Healthcare Utilization and Costs in Patients With Somatic Symptom and Related Disorders Compared With Those With Depression and... 2025 Kang et al

Andy

Retired committee member
Full title: Healthcare Utilization and Costs in Patients With Somatic Symptom and Related Disorders Compared With Those With Depression and Healthy Controls: A Nationwide Cohort Study

Abstract

Introduction: Patients with somatic symptom and related disorders (SSRDs) often face diagnostic delays, leading to frustration, unnecessary medical procedures, and excessive costs. This study examines healthcare utilization and costs in the 3 years before diagnosing SSRDs, comparing them to patients with depressive disorders and individuals with no mental disorder using data from the Korean National Health Insurance claims database. The analysis also addresses the influence of medical comorbidities by focusing on patients without them.

Methods: Utilizing Korean nationwide medical claims database covering all South Koreans, we identified individuals aged 15–64 diagnosed with SSRDs between 2015 and 2019. A corresponding group diagnosed with depression served as controls for nonpsychotic mental disorders. We analyzed medical costs and healthcare utilization comparing the SSRDs group to the depression group and the group with no mental disorder using nonparametric tests, including a specific analysis for those with a Charlson Comorbidity Index (CCI) of zero.
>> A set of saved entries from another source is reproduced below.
//! Fachada do núcleo: junta registro, consultas, ações, cache e auditoria.

use crate::aggregator::{AggregateResult, QueryAggregator};
use crate::audit::{self, AuditRecorder, AuditSink, AuditStats, RecorderConfig};
use crate::cache::{CacheStore, QueryCache};
use crate::config::CoreConfig;
use crate::dispatcher::{ActionRequest, DispatcherConfig, OperationDispatcher};
use crate::error::{CoreError, CoreResult};
use crate::lifecycle::StateTracker;
use crate::model::{
    BackendInfo, BackendRef, BackendRegistration, LogOptions, NodeInfo, OperationRecord, Resource,
    ResourceKind, ScopeFilter,
};
use crate::registry::{AdapterFactory, BackendHealth, BackendRegistry, DefaultAdapterFactory};
use std::collections::BTreeMap;
use std::sync::Arc;
use std::time::Duration;
use tracing::info;

/// Monta um [`ResourceCore`] a partir da configuração.
/// Fábrica de adapters, store de cache e sink de auditoria podem ser trocados.
pub struct ResourceCoreBuilder {
    config: CoreConfig,
    factory: Option<Arc<dyn AdapterFactory>>,
    cache_store: Option<Arc<dyn CacheStore>>,
    audit_sink: Option<Arc<dyn AuditSink>>,
}

impl ResourceCoreBuilder {
    pub fn new(config: CoreConfig) -> Self {
        Self {
            config,
            factory: None,
            cache_store: None,
            audit_sink: None,
        }
    }

    pub fn with_factory(mut self, factory: Arc<dyn AdapterFactory>) -> Self {
        self.factory = Some(factory);
        self
    }

    pub fn with_cache_store(mut self, store: Arc<dyn CacheStore>) -> Self {
        self.cache_store = Some(store);
        self
    }

    pub fn with_audit_sink(mut self, sink: Arc<dyn AuditSink>) -> Self {
        self.audit_sink = Some(sink);
        self
    }

    /// Precisa de um runtime tokio ativo (o worker de auditoria é iniciado aqui).
    pub fn build(self) -> CoreResult<ResourceCore> {
        let config = self.config;
        config.validate()?;

        let factory = self
            .factory
            .unwrap_or_else(|| Arc::new(DefaultAdapterFactory));
        let registry = Arc::new(BackendRegistry::new(factory));
        for registration in config.registrations() {
            registry.register(registration)?;
        }

        let dispatcher_config = DispatcherConfig::from_settings(&config.dispatcher);
        let tracker = Arc::new(StateTracker::new(dispatcher_config.state_staleness));

        let ttl = config.cache_ttl();
        let cache = Arc::new(match (config.cache.enabled && !ttl.is_zero(), self.cache_store) {
            (false, _) => QueryCache::disabled(),
            (true, Some(store)) => QueryCache::new(store, ttl),
            (true, None) => QueryCache::in_memory(ttl),
        });

        let sink = match self.audit_sink {
            Some(sink) => sink,
            None => audit::open_sink(&config.audit).map_err(|e| {
                CoreError::validation(format!("falha ao abrir sink de auditoria: {e}"))
            })?,
        };
        let audit = Arc::new(AuditRecorder::start(
            Arc::clone(&sink),
            RecorderConfig::from_settings(&config.audit),
        ));

        let list_timeout = Duration::from_secs(config.aggregator.list_timeout_secs.max(1));
        let aggregator = QueryAggregator::new(
            Arc::clone(&registry),
            Arc::clone(&tracker),
            config.aggregator.max_parallelism,
            list_timeout,
        );
        let dispatcher =
            OperationDispatcher::new(Arc::clone(&registry), Arc::clone(&tracker), dispatcher_config)
                .with_cache(Arc::clone(&cache))
                .with_audit(Arc::clone(&audit));

        info!(
            backends = registry.len(),
            cache = cache.is_enabled(),
            audit = sink.name(),
            "núcleo iniciado"
        );

        Ok(ResourceCore {
            config,
            registry,
            aggregator,
            dispatcher,
            cache,
            audit,
            sink,
            list_timeout,
        })
    }
}

pub struct ResourceCore {
    config: CoreConfig,
    registry: Arc<BackendRegistry>,
    aggregator: QueryAggregator,
    dispatcher: OperationDispatcher,
    cache: Arc<QueryCache>,
    audit: Arc<AuditRecorder>,
    sink: Arc<dyn AuditSink>,
    list_timeout: Duration,
}

impl ResourceCore {
    pub fn builder(config: CoreConfig) -> ResourceCoreBuilder {
        ResourceCoreBuilder::new(config)
    }

    pub fn config(&self) -> &CoreConfig {
        &self.config
    }

    pub fn cache(&self) -> &QueryCache {
        &self.cache
    }

    /// Lista recursos de todos os backends que hospedam `kind`.
    /// Nunca falha por inteiro; erros por backend vêm em `errors`.
    pub async fn list_resources(&self, kind: ResourceKind, scope: &ScopeFilter) -> AggregateResult {
        let epoch = self.cache.epoch();
        if let Some(hit) = self.cache.get(kind, scope).await {
            return hit;
        }
        let result = self.aggregator.list(kind, scope).await;
        self.cache.put(kind, scope, &result, epoch).await;
        result
    }

    pub async fn get_resource(
        &self,
        kind: ResourceKind,
        id: &str,
        backend_ref: &BackendRef,
    ) -> CoreResult<Resource> {
        self.aggregator.get(kind, id, backend_ref).await
    }

    /// Log de um container (engine) ou pod (cluster). Não passa pelo cache.
    pub async fn resource_logs(
        &self,
        kind: ResourceKind,
        id: &str,
        backend_ref: &BackendRef,
        options: &LogOptions,
    ) -> CoreResult<String> {
        self.aggregator.logs(kind, id, backend_ref, options).await
    }

    pub async fn backend_info(&self, backend_id: &str) -> CoreResult<BackendInfo> {
        self.aggregator.info(backend_id).await
    }

    pub async fn cluster_nodes(&self, backend_id: &str) -> CoreResult<Vec<NodeInfo>> {
        self.aggregator.nodes(backend_id).await
    }

    pub async fn perform_lifecycle_action(&self, request: ActionRequest) -> CoreResult<Resource> {
        self.dispatcher.dispatch(request).await
    }

    pub fn register_backend(&self, registration: BackendRegistration) -> CoreResult<String> {
        self.registry.register(registration)
    }

    pub async fn deregister_backend(&self, id: &str) -> CoreResult<BackendRegistration> {
        let removed = self.registry.deregister(id)?;
        self.invalidate_backend(&removed).await;
        Ok(removed)
    }

    pub async fn enable_backend(&self, id: &str) -> CoreResult<()> {
        self.registry.enable(id)?;
        self.invalidate_backend_id(id).await;
        Ok(())
    }

    pub async fn disable_backend(&self, id: &str) -> CoreResult<()> {
        self.registry.disable(id)?;
        self.invalidate_backend_id(id).await;
        Ok(())
    }

    async fn invalidate_backend_id(&self, id: &str) {
        if let Some(registration) = self.registry.get(id) {
            self.invalidate_backend(&registration).await;
        }
    }

    /// Consultas agregadas passam a incluir ou excluir este backend
    async fn invalidate_backend(&self, registration: &BackendRegistration) {
        for kind in ResourceKind::ALL {
            if kind.backend_kind() == registration.kind {
                self.cache.invalidate(&registration.id, kind).await;
            }
        }
    }

    pub fn backends(&self) -> Vec<BackendRegistration> {
        self.registry.list()
    }

    /// Sonda os backends ativos e devolve o estado de cada um
    pub async fn health_status(&self) -> BTreeMap<String, BackendHealth> {
        self.registry.refresh_health(self.list_timeout).await
    }

    pub fn audit_stats(&self) -> AuditStats {
        self.audit.stats()
    }

    /// Últimas operações gravadas, depois de esvaziar a fila
    pub async fn recent_operations(&self, limit: usize) -> CoreResult<Vec<OperationRecord>> {
        self.audit.flush().await;
        self.sink
            .recent(limit)
            .await
            .map_err(|e| CoreError::classify(format!("falha ao ler auditoria: {e}")))
    }

    pub async fn shutdown(&self) {
        self.audit.shutdown().await;
    }
}
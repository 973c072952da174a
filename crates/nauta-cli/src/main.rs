use anyhow::Context;
use chrono::Utc;
use clap::{Parser, Subcommand};
use nauta_core::lifecycle::format_duration;
use nauta_core::logging::init_logging;
use nauta_core::{
    Action, ActionParams, ActionRequest, AggregateResult, BackendInfo, BackendRef,
    CoreConfig, LogOptions, NodeInfo, Resource, ResourceCore, ResourceKind, ScopeFilter,
};
use serde::Serialize;
use std::collections::BTreeMap;
use std::fs;
use std::path::PathBuf;
use std::time::Duration;
use tracing::{debug, warn};

#[derive(Debug, Parser)]
#[command(
    name = "nauta",
    about = "nauta: gerencia containers e recursos Kubernetes a partir de uma única interface"
)]
struct Args {
    /// Arquivo de configuração TOML (padrão: <config_dir>/nauta/config.toml)
    #[arg(long, global = true)]
    config: Option<PathBuf>,

    /// Saída em JSON
    #[arg(long, global = true)]
    json: bool,

    #[command(subcommand)]
    command: Command,
}

#[derive(Debug, Subcommand)]
enum Command {
    /// Lista os backends registrados
    Backends,

    /// Sonda os backends ativos
    Health,

    /// Lista recursos de um tipo em todos os backends
    List {
        kind: ResourceKind,
        #[arg(long)]
        backend: Option<String>,
        #[arg(long, short)]
        namespace: Option<String>,
        /// Todos os namespaces
        #[arg(long, short = 'A')]
        all_namespaces: bool,
        /// Filtro por label, `chave=valor` (pode repetir)
        #[arg(long = "label", short, value_parser = parse_label)]
        labels: Vec<(String, String)>,
        /// Inclui containers parados
        #[arg(long, short)]
        all: bool,
    },

    /// Mostra um recurso
    Get {
        kind: ResourceKind,
        id: String,
        #[arg(long)]
        backend: String,
        #[arg(long, short)]
        namespace: Option<String>,
    },

    /// Executa uma ação de ciclo de vida
    Action {
        action: Action,
        kind: ResourceKind,
        /// Id ou nome do recurso (em `create`, o nome do novo recurso)
        id: String,
        #[arg(long)]
        backend: String,
        #[arg(long, short)]
        namespace: Option<String>,
        #[arg(long)]
        replicas: Option<u32>,
        #[arg(long)]
        image: Option<String>,
        #[arg(long = "label", short, value_parser = parse_label)]
        labels: Vec<(String, String)>,
        #[arg(long)]
        force: bool,
        /// Segundos de espera antes de forçar a parada
        #[arg(long)]
        grace: Option<u64>,
        /// Corpo JSON repassado ao backend em `create`
        #[arg(long)]
        body: Option<PathBuf>,
        /// Timeout por tentativa, em segundos
        #[arg(long)]
        timeout: Option<u64>,
    },

    /// Mostra o log de um container ou pod
    Logs {
        kind: ResourceKind,
        id: String,
        #[arg(long)]
        backend: String,
        #[arg(long, short)]
        namespace: Option<String>,
        /// Container dentro do pod
        #[arg(long, short)]
        container: Option<String>,
        /// Últimas N linhas (0 traz o log inteiro)
        #[arg(long, default_value_t = 100)]
        tail: u32,
        /// Só linhas dos últimos N segundos
        #[arg(long)]
        since: Option<u64>,
        /// Omite os timestamps
        #[arg(long)]
        no_timestamps: bool,
    },

    /// Versão e contagens de um backend (todos os ativos se omitido)
    Info {
        #[arg(long)]
        backend: Option<String>,
    },

    /// Lista os nós de um cluster
    Nodes {
        #[arg(long)]
        backend: String,
    },

    /// Últimas operações registradas na auditoria
    History {
        #[arg(long, default_value_t = 20)]
        limit: usize,
    },
}

fn parse_label(s: &str) -> Result<(String, String), String> {
    match s.split_once('=') {
        Some((k, v)) if !k.trim().is_empty() => Ok((k.trim().to_string(), v.trim().to_string())),
        _ => Err(format!("label inválido '{s}', use chave=valor")),
    }
}

fn print_json<T: Serialize>(value: &T) -> anyhow::Result<()> {
    println!("{}", serde_json::to_string_pretty(value)?);
    Ok(())
}

fn age(created_at: i64) -> String {
    if created_at <= 0 {
        return "-".to_string();
    }
    let secs = (Utc::now().timestamp() - created_at).max(0) as u64;
    format_duration(secs)
}

fn print_resources(resources: &[Resource]) {
    println!(
        "{:<14} {:<12} {:<32} {:<12} {:<8}",
        "BACKEND", "NAMESPACE", "NOME", "STATUS", "IDADE"
    );
    for r in resources {
        println!(
            "{:<14} {:<12} {:<32} {:<12} {:<8}",
            r.backend_ref.backend_id,
            r.backend_ref.namespace.as_deref().unwrap_or("-"),
            r.name,
            r.status.to_string(),
            age(r.created_at)
        );
    }
}

fn print_aggregate(result: &AggregateResult) {
    print_resources(&result.resources);
    for (backend, error) in &result.errors {
        eprintln!("aviso: backend '{backend}' falhou: {error}");
    }
}

fn print_resource(resource: &Resource) {
    println!("Tipo:      {}", resource.kind);
    println!("Id:        {}", resource.id);
    println!("Nome:      {}", resource.name);
    println!("Status:    {}", resource.status);
    println!("Backend:   {}", resource.backend_ref);
    println!("Idade:     {}", age(resource.created_at));
    if resource.size_bytes > 0 {
        println!("Tamanho:   {} bytes", resource.size_bytes);
    }
    for (k, v) in &resource.labels {
        println!("Label:     {k}={v}");
    }
    for (k, v) in &resource.attributes {
        println!("{:<10} {v}", format!("{k}:"));
    }
}

fn print_info(info: &BackendInfo) {
    println!("Backend:   {} ({})", info.backend_id, info.kind);
    println!("Versão:    {}", info.server_version);
    if let Some(api) = &info.api_version {
        println!("API:       {api}");
    }
    if let Some(platform) = &info.platform {
        println!("Sistema:   {platform}");
    }
    for (k, v) in &info.counts {
        println!("{:<20} {v}", format!("{k}:"));
    }
    for (k, v) in &info.attributes {
        println!("{:<20} {v}", format!("{k}:"));
    }
}

fn print_nodes(nodes: &[NodeInfo]) {
    println!(
        "{:<24} {:<10} {:<20} {:<10} {:<16}",
        "NOME", "STATUS", "PAPÉIS", "IDADE", "VERSÃO"
    );
    for n in nodes {
        let roles = if n.roles.is_empty() {
            "<none>".to_string()
        } else {
            n.roles.join(",")
        };
        println!(
            "{:<24} {:<10} {:<20} {:<10} {:<16}",
            n.name,
            if n.ready { "Ready" } else { "NotReady" },
            roles,
            age(n.created_at),
            n.kubelet_version
        );
    }
}

fn backend_ref(backend: String, namespace: Option<String>) -> BackendRef {
    BackendRef {
        backend_id: backend,
        namespace,
    }
}

async fn run(core: &ResourceCore, command: Command, json: bool) -> anyhow::Result<()> {
    match command {
        Command::Backends => {
            let backends = core.backends();
            if json {
                return print_json(&backends);
            }
            println!("{:<14} {:<24} {:<8} {:<6}", "ID", "NOME", "TIPO", "ATIVO");
            for b in backends {
                println!(
                    "{:<14} {:<24} {:<8} {:<6}",
                    b.id,
                    b.display_name,
                    b.kind.to_string(),
                    if b.active { "sim" } else { "não" }
                );
            }
        }
        Command::Health => {
            let health = core.health_status().await;
            if json {
                return print_json(&health);
            }
            for (id, h) in health {
                let checked = h
                    .last_checked
                    .map(|t| t.to_rfc3339())
                    .unwrap_or_else(|| "-".to_string());
                let state = if h.reachable { "ok" } else { "inalcançável" };
                println!("- {:<14} {:<14} {}", id, state, checked);
            }
        }
        Command::List {
            kind,
            backend,
            namespace,
            all_namespaces,
            labels,
            all,
        } => {
            let scope = ScopeFilter {
                backend_id: backend,
                namespace,
                all_namespaces,
                labels: labels.into_iter().collect(),
                include_stopped: all,
            };
            let result = core.list_resources(kind, &scope).await;
            if json {
                return print_json(&result);
            }
            print_aggregate(&result);
        }
        Command::Get {
            kind,
            id,
            backend,
            namespace,
        } => {
            let resource = core
                .get_resource(kind, &id, &backend_ref(backend, namespace))
                .await
                .with_context(|| format!("falha ao consultar {kind} '{id}'"))?;
            if json {
                return print_json(&resource);
            }
            print_resource(&resource);
        }
        Command::Action {
            action,
            kind,
            id,
            backend,
            namespace,
            replicas,
            image,
            labels,
            force,
            grace,
            body,
            timeout,
        } => {
            let body = match body {
                Some(path) => {
                    let text = fs::read_to_string(&path)
                        .with_context(|| format!("falha ao ler {}", path.display()))?;
                    Some(serde_json::from_str(&text).context("corpo JSON inválido")?)
                }
                None => None,
            };
            let params = ActionParams {
                namespace: namespace.clone(),
                replicas,
                image,
                labels: labels.into_iter().collect::<BTreeMap<_, _>>(),
                force,
                grace_period_secs: grace,
                body,
            };
            let mut request = ActionRequest::new(kind, id.clone(), backend_ref(backend, namespace), action)
                .with_params(params)
                .with_initiator(initiator());
            if let Some(secs) = timeout {
                request = request.with_timeout(Duration::from_secs(secs));
            }

            let resource = core
                .perform_lifecycle_action(request)
                .await
                .with_context(|| format!("falha ao executar {action} em {kind} '{id}'"))?;
            if json {
                return print_json(&resource);
            }
            println!("{action} {kind} '{}': {}", resource.name, resource.status);
        }
        Command::Logs {
            kind,
            id,
            backend,
            namespace,
            container,
            tail,
            since,
            no_timestamps,
        } => {
            let options = LogOptions {
                tail: (tail > 0).then_some(tail),
                since_secs: since,
                timestamps: !no_timestamps,
                container,
            };
            let text = core
                .resource_logs(kind, &id, &backend_ref(backend, namespace), &options)
                .await
                .with_context(|| format!("falha ao ler logs de {kind} '{id}'"))?;
            if json {
                return print_json(&text.lines().collect::<Vec<_>>());
            }
            print!("{text}");
        }
        Command::Info { backend } => {
            let ids = match backend {
                Some(id) => vec![id],
                None => core
                    .backends()
                    .into_iter()
                    .filter(|b| b.active)
                    .map(|b| b.id)
                    .collect(),
            };
            let mut infos = Vec::new();
            for id in ids {
                match core.backend_info(&id).await {
                    Ok(info) => infos.push(info),
                    Err(e) => eprintln!("aviso: backend '{id}' falhou: {e}"),
                }
            }
            if json {
                return print_json(&infos);
            }
            for (i, info) in infos.iter().enumerate() {
                if i > 0 {
                    println!();
                }
                print_info(info);
            }
        }
        Command::Nodes { backend } => {
            let nodes = core
                .cluster_nodes(&backend)
                .await
                .with_context(|| format!("falha ao listar nós de '{backend}'"))?;
            if json {
                return print_json(&nodes);
            }
            print_nodes(&nodes);
        }
        Command::History { limit } => {
            let records = core.recent_operations(limit).await?;
            if json {
                return print_json(&records);
            }
            for r in records {
                let error = r
                    .error_message
                    .as_deref()
                    .map(|m| format!(" ({m})"))
                    .unwrap_or_default();
                println!(
                    "{} {:<8} {:<8} {:<40} {} x{}{}",
                    r.requested_at.format("%Y-%m-%d %H:%M:%S"),
                    r.operation_type.to_string(),
                    r.status.to_string(),
                    r.target.to_string(),
                    r.initiator,
                    r.attempts,
                    error
                );
            }
        }
    }
    Ok(())
}

fn initiator() -> String {
    std::env::var("USER")
        .or_else(|_| std::env::var("USERNAME"))
        .map(|user| format!("cli:{user}"))
        .unwrap_or_else(|_| "cli".to_string())
}

#[tokio::main]
async fn main() -> anyhow::Result<()> {
    let args = Args::parse();

    let (config, origin) = CoreConfig::load_or_default(args.config.as_deref())
        .context("falha ao carregar configuração")?;
    init_logging(&config.logging).context("falha ao iniciar logs")?;
    if origin.is_default() {
        warn!(path = %origin.path().display(), "arquivo de configuração não encontrado, usando padrões");
    }
    debug!(command = ?args.command, config = %origin.path().display(), "executando comando");

    let core = ResourceCore::builder(config)
        .build()
        .context("falha ao iniciar o núcleo")?;

    let outcome = run(&core, args.command, args.json).await;
    // Grava a auditoria pendente antes de sair, mesmo em caso de erro
    core.shutdown().await;
    outcome
}

#[cfg(test)]
mod tests {
    use super::*;

    #[test]
    fn test_logs_arguments() {
        let args = Args::try_parse_from([
            "nauta", "logs", "pod", "web-0", "--backend", "prod", "-n", "apps", "-c", "sidecar",
            "--tail", "0", "--no-timestamps",
        ])
        .unwrap();
        match args.command {
            Command::Logs {
                kind,
                namespace,
                container,
                tail,
                no_timestamps,
                ..
            } => {
                assert_eq!(kind, ResourceKind::Pod);
                assert_eq!(namespace.as_deref(), Some("apps"));
                assert_eq!(container.as_deref(), Some("sidecar"));
                assert_eq!(tail, 0);
                assert!(no_timestamps);
            }
            other => panic!("comando inesperado: {other:?}"),
        }
    }

    #[test]
    fn test_info_backend_is_optional_and_nodes_requires_it() {
        let args = Args::try_parse_from(["nauta", "info"]).unwrap();
        assert!(matches!(args.command, Command::Info { backend: None }));
        assert!(Args::try_parse_from(["nauta", "nodes"]).is_err());
    }
}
Results: The study encompassed 84,223 SSRD patients, 336,919 with depressive disorders, and 269,444 individuals with no mental disorder. Patients with SSRDs had significantly higher healthcare costs and made more frequent use of outpatient and emergency services than both control groups, a pattern consistent even in patients without medical comorbidities.

Conclusion: This large nationwide cohort study confirmed that patients with SSRDs frequently used the healthcare system and incurred considerable costs before their diagnosis. The findings suggest that plans for early recognition and intervention, along with mental health support for this population, are urgently needed to assist them and improve the efficiency of the healthcare system.

Open access
 
For the case group, patients with a first principal diagnosis of SSRDs according to ICD-10 codes F45.x (excluding F45.22, F45.3, F45.8) from January 1, 2012, to December 31, 2019 were identified. Exclusions were made to secure diagnostic validity of the case group: F45.3 (somatoform autonomic dysfunction) and F45.8 (other somatoform disorders) were excluded because the two codes were frequently diagnosed by nonpsychiatric clinics. F45.22 (body dysmorphic disorder) was excluded because it is not classified under SSRDs [19]. A washout period of 3 years ensured that patients included had no principal or additional diagnosis of SSRDs at least 3 years prior to the index date. Thus, patients newly diagnosed with SSRDs between 2015 and 2019 were designated as the case group.
 
Next they're going to tell us that people eat more when they're hungry, and that it costs more to feed them when they are. Who knew?!

But proposing the current expensive status quo as a solution to costs is impressive in itself. Maybe if we cut all tax rates to zero for people with annual incomes above $1M, this time it will lead to prosperity among the poorest, finally trickle down. Or something like it.
 
But proposing the current expensive status quo as a solution to costs is impressive in itself. Maybe if we cut all tax rates to zero for people with annual incomes above $1M, this time it will lead to prosperity among the poorest, finally trickle down. Or something like it.
It reminds me of the saying/joke in urban planning spaces about road traffic “Just one more lane will fix it, I promise” (when it doesn’t really work due to things like bottlenecks and induced demand).

But here’s it’s more like “just one more psychosomatic study” or “just one rehabilitation clinic”.
 
It reminds me of the saying/joke in urban planning spaces about road traffic “Just one more lane will fix it, I promise” (when it doesn’t really work due to things like bottlenecks and induced demand).

But here’s it’s more like “just one more psychosomatic study” or “just one rehabilitation clinic”.
In a similar spirit, I remember once seeing a story about LC clinics, I think it was in the US, that were closing because there was too much demand. It probably wasn't a true reason, which only makes it worse because it means the real reason was even worse than an over-the-top ridiculous one. The real reason was likely that they didn't care about it and assumed, correctly, that no one would be bothered by such a ridiculous reason.

In Psychosomaticland, it's always worse in context, and the more context you add, the worse it is.